- 1232 Okunma
- 0 Yorum
- 1 Beğeni
Seninle Anların Şahididir Kâinat
Ne tanımlı bir ilah/isin sen, kadrinin dalgalarıyla alıp beni kendine çeken, yüreğimin masal atlarını cennetine dizginleyen, çiçekli bahçelerde lalelerine, leylaklarına, menekşelerine âşık eden. O büyülü gönlünde senin şifan ile dolsam, bir turnanın kanadında ülkeler geçsem ve rahmetinin şerbetlerini kullarına içirsem.
Seninle anların şahididir kâinat, en büyük günahların cenderesinde çeker tülleri, kapatır ışıkları, an yumuşacık bir yatak olur, huzur odada ruhunu bulur ve sana duyulan aşk yangınlarla büyüyen bir sevda gibi sevincin kandili olur. Sen uhrevi duyguların, kendini her gün bir boşluğa bırakanların, korkularının suretlerini sisli bir yaşanmışlıkta arayanların coğrafyası olur, nesli tükenmiş turnalar uçar gölgene sığınır ve ahir bir yürek kapsülünde sönmüş tüm yıldızlar ellerindeki rahmetle yönünü bulur.
Hakikat Nur/ışığınla dolanmaktır evreni.

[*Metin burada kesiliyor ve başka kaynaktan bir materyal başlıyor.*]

//! Scrollable list of message rows that open the action sheet.

use dioxus::prelude::*;
use hearth_ui::{author_initial, ReactionSet};

use crate::state::{ChatContext, HostConfig};

/// All messages in the room, oldest first.
#[component]
pub fn MessageList() -> Element {
    let ctx = use_context::<ChatContext>();
    let host = use_context::<HostConfig>();
    let log = ctx.log.read();

    rsx! {
        div { class: "message-list",
            if log.is_empty() {
                div { class: "message-list-empty", "No messages yet" }
            }
            for entry in log.entries().iter() {
                {
                    let id = entry.message.id.clone();
                    let is_mine = entry.message.is_authored_by(&host.user.id);
                    let reactions = reaction_labels(&host.sheet.supported_reactions, &entry.reactions);
                    rsx! {
                        MessageRow {
                            key: "{id}",
                            author: entry.message.author.name.clone(),
                            text: entry.message.text.clone(),
                            is_mine,
                            is_edited: entry.edited,
                            reactions,
                            on_open: move |_| {
                                let mut ctx = ctx;
                                ctx.open_actions(id.clone());
                            },
                        }
                    }
                }
            }
        }
    }
}

/// Map reaction ids to `"{icon} {count}"` pills, keeping unknown ids readable.
fn reaction_labels(supported: &ReactionSet, counts: &[(String, usize)]) -> Vec<String> {
    counts
        .iter()
        .map(|(id, count)| {
            let icon = supported.get(id).map_or(id.as_str(), |option| option.icon.as_str());
            format!("{icon} {count}")
        })
        .collect()
}

#[component]
fn MessageRow(
    author: String,
    text: String,
    is_mine: bool,
    is_edited: bool,
    reactions: Vec<String>,
    on_open: EventHandler<()>,
) -> Element {
    let row_class = if is_mine { "message-row mine" } else { "message-row theirs" };
    let initial = author_initial(&author);

    rsx! {
        div {
            class: "{row_class}",
            oncontextmenu: move |evt| {
                evt.prevent_default();
                on_open.call(());
            },
            div { class: "message-avatar", "{initial}" }
            div { class: "message-bubble",
                div { class: "message-author", "{author}" }
                div { class: "message-content", "{text}" }
                if !reactions.is_empty() {
                    div { class: "message-reactions",
                        for label in reactions.iter() {
                            span { class: "reaction-pill", "{label}" }
                        }
                    }
                }
                if is_edited {
                    span { class: "message-edited", "edited" }
                }
            }
            button {
                class: "message-actions-button",
                title: "Message actions",
                onclick: move |_| on_open.call(()),
                "⋯"
            }
        }
    }
}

Sana sevdalanmak ışığa ritmi, çiçeğe poleni, yaprağa gizemi, kâinata seviyi, topraktaki köke çiyi, kuşlara sevinci, gönüllere sevgiyi, tabiata sırrı vermendir. Sana sevdalanmak gönlümüzün aşinan toprağında her bahar yenilenmek, gövdemizin sırlarıyla varlığına şükretmektir. Bir yudum suya dudak vermek, bir lokma ekmeğe şükretmek ve bir anlık nefese avuç açmaktır. Sen karanlıktaki yol ışığımız, gönlümüzün tanımsız ummanı, içimizin hiç eksilmeyen amberisin.
Sen âlimlere yön gösteren, çehrenin kıblesine olmazlığı döndürmeyen, ışıltınla ahenk, hiç eksilmeyen dalgalarınla bu denizlerdeki mavi renk, gökyüzünün rahminde bizlere adını zikrettiren bir sevdasın. Sana açılan avuçlardaki kader çizgileri, sana mırıldanan dudaklardaki aşk fısıltıları ve seni söyleyen dillerdeki mutluluk parıltıları ile ocak ateşe, ateş rahmetine, güneş himmetine, ay gizemine ve bu evren bir dönencenin en mükemmel tanımına mazhardır.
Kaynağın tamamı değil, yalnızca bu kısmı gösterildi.